====== EXERCISE INPUT ======
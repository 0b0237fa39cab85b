//! Transport primitives: the request/response values the client moves around and the
//! [`HttpTransport`] seam that actually performs a call.
//!
//! Everything above this module (dispatcher, guard, coordinator) only speaks [`ApiRequest`] and
//! [`ApiResponse`], so tests and embedders can swap in any HTTP stack by implementing
//! [`HttpTransport`]. The crate ships [`ReqwestTransport`] behind the default `reqwest` feature.

// std
#[cfg(feature = "reqwest")] use std::ops::Deref;
// crates.io
use http::header::{AUTHORIZATION, CONTENT_TYPE, HeaderName};
use serde::de::DeserializeOwned;
// self
use crate::{
	_prelude::*,
	auth::{RetryMarker, TokenSecret},
	error::{ConfigError, TransportError},
};

const BODY_PREVIEW_LIMIT: usize = 256;

/// Boxed future returned by [`HttpTransport::execute`].
pub type TransportFuture<'a> =
	Pin<Box<dyn Future<Output = Result<ApiResponse, TransportError>> + 'a + Send>>;

/// Abstraction over HTTP stacks capable of executing one request.
///
/// Implementations must not interpret the status code; authorization failures are handled by
/// the [`ResponseGuard`](crate::guard::ResponseGuard). Implementations must be
/// `Send + Sync + 'static` so one transport can be shared by the dispatcher and the refresh
/// exchange.
pub trait HttpTransport
where
	Self: 'static + Send + Sync,
{
	/// Performs the call and returns the raw response.
	fn execute(&self, request: ApiRequest) -> TransportFuture<'_>;
}

/// Outbound call description.
///
/// The [`RetryMarker`] is private: the only way to obtain a replayed request is
/// [`ApiRequest::replayed`], which also rewrites the authorization header.
#[derive(Clone, Debug)]
pub struct ApiRequest {
	/// HTTP method.
	pub method: Method,
	/// Absolute target URL.
	pub url: Url,
	/// Request headers, including `Authorization` once the dispatcher attached it.
	pub headers: HeaderMap,
	/// Optional request body.
	pub body: Option<Vec<u8>>,
	marker: RetryMarker,
}
impl ApiRequest {
	/// Creates a request with no headers or body.
	pub fn new(method: Method, url: Url) -> Self {
		Self { method, url, headers: HeaderMap::new(), body: None, marker: RetryMarker::Fresh }
	}

	/// Shorthand for a `GET` request.
	pub fn get(url: Url) -> Self {
		Self::new(Method::GET, url)
	}

	/// Shorthand for a `POST` request.
	pub fn post(url: Url) -> Self {
		Self::new(Method::POST, url)
	}

	/// Adds or replaces a header.
	pub fn with_header(mut self, name: HeaderName, value: HeaderValue) -> Self {
		self.headers.insert(name, value);

		self
	}

	/// Sets a raw body.
	pub fn with_body(mut self, body: impl Into<Vec<u8>>) -> Self {
		self.body = Some(body.into());

		self
	}

	/// Serializes `body` as JSON and sets the matching content type.
	pub fn with_json<T>(self, body: &T) -> Result<Self, ConfigError>
	where
		T: ?Sized + Serialize,
	{
		let bytes = serde_json::to_vec(body)?;

		Ok(self
			.with_header(CONTENT_TYPE, HeaderValue::from_static("application/json"))
			.with_body(bytes))
	}

	/// Returns the replay marker carried by this request.
	pub fn marker(&self) -> RetryMarker {
		self.marker
	}

	/// Attaches `Authorization: Bearer <access>`, replacing any existing authorization header.
	/// An empty `access` leaves the headers untouched.
	pub fn authorize(mut self, access: &TokenSecret) -> Result<Self, ConfigError> {
		if let Some(bearer) = access.bearer() {
			let mut value =
				HeaderValue::try_from(bearer).map_err(|_| ConfigError::InvalidCredential)?;

			value.set_sensitive(true);
			self.headers.insert(AUTHORIZATION, value);
		}

		Ok(self)
	}

	/// Returns a copy marked as replayed, carrying `access` as its credential.
	pub fn replayed(&self, access: &TokenSecret) -> Result<Self, ConfigError> {
		let mut next = self.clone().authorize(access)?;

		next.marker = self.marker.advance();

		Ok(next)
	}

	/// Returns the bearer credential currently attached, or an empty string.
	pub fn bearer_credential(&self) -> &str {
		self.headers
			.get(AUTHORIZATION)
			.and_then(|value| value.to_str().ok())
			.and_then(|value| value.strip_prefix("Bearer "))
			.unwrap_or_default()
	}
}

/// Fully buffered response.
#[derive(Clone, Debug)]
pub struct ApiResponse {
	/// HTTP status.
	pub status: StatusCode,
	/// Response headers.
	pub headers: HeaderMap,
	/// Raw body bytes.
	pub body: Vec<u8>,
}
impl ApiResponse {
	/// Creates a response with an empty header map.
	pub fn new(status: StatusCode, body: impl Into<Vec<u8>>) -> Self {
		Self { status, headers: HeaderMap::new(), body: body.into() }
	}

	/// Returns `true` for 2xx statuses.
	pub fn is_success(&self) -> bool {
		self.status.is_success()
	}

	/// Returns `true` when the call failed authorization (HTTP 401).
	pub fn is_unauthorized(&self) -> bool {
		self.status == StatusCode::UNAUTHORIZED
	}

	/// Decodes the body as JSON, reporting the failing path on error.
	pub fn json<T>(&self) -> Result<T>
	where
		T: DeserializeOwned,
	{
		let mut de = serde_json::Deserializer::from_slice(&self.body);

		serde_path_to_error::deserialize(&mut de)
			.map_err(|source| Error::Decode { source, status: self.status.as_u16() })
	}

	/// Returns a lossy, truncated body preview suitable for error messages.
	pub fn body_preview(&self) -> String {
		let text = String::from_utf8_lossy(&self.body);

		match text.char_indices().nth(BODY_PREVIEW_LIMIT) {
			Some((idx, _)) => format!("{}...", &text[..idx]),
			None => text.into_owned(),
		}
	}
}

/// Thin wrapper around [`ReqwestClient`] so shared HTTP behavior lives in one place.
#[cfg(feature = "reqwest")]
#[derive(Clone, Debug, Default)]
pub struct ReqwestTransport(pub ReqwestClient);
#[cfg(feature = "reqwest")]
impl ReqwestTransport {
	/// Wraps an existing reqwest [`ReqwestClient`].
	pub fn with_client(client: ReqwestClient) -> Self {
		Self(client)
	}
}
#[cfg(feature = "reqwest")]
impl AsRef<ReqwestClient> for ReqwestTransport {
	fn as_ref(&self) -> &ReqwestClient {
		&self.0
	}
}
#[cfg(feature = "reqwest")]
impl Deref for ReqwestTransport {
	type Target = ReqwestClient;

	fn deref(&self) -> &Self::Target {
		&self.0
	}
}
#[cfg(feature = "reqwest")]
impl HttpTransport for ReqwestTransport {
	fn execute(&self, request: ApiRequest) -> TransportFuture<'_> {
		Box::pin(async move {
			let ApiRequest { method, url, headers, body, .. } = request;
			let mut builder = self.0.request(method, url.clone()).headers(headers);

			if let Some(body) = body {
				builder = builder.body(body);
			}

			let response =
				builder.send().await.map_err(|e| TransportError::network(&url, e))?;
			let status = response.status();
			let headers = response.headers().to_owned();
			let body =
				response.bytes().await.map_err(|e| TransportError::network(&url, e))?.to_vec();

			Ok(ApiResponse { status, headers, body })
		})
	}
}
======
**ASSIGNED TASK**:
Pick out all lines from the data above in which the word "only" appears.

**COMPLETED EXERCISE**:
//! Everything above this module (dispatcher, guard, coordinator) only speaks [`ApiRequest`] and
/// The [`RetryMarker`] is private: the only way to obtain a replayed request is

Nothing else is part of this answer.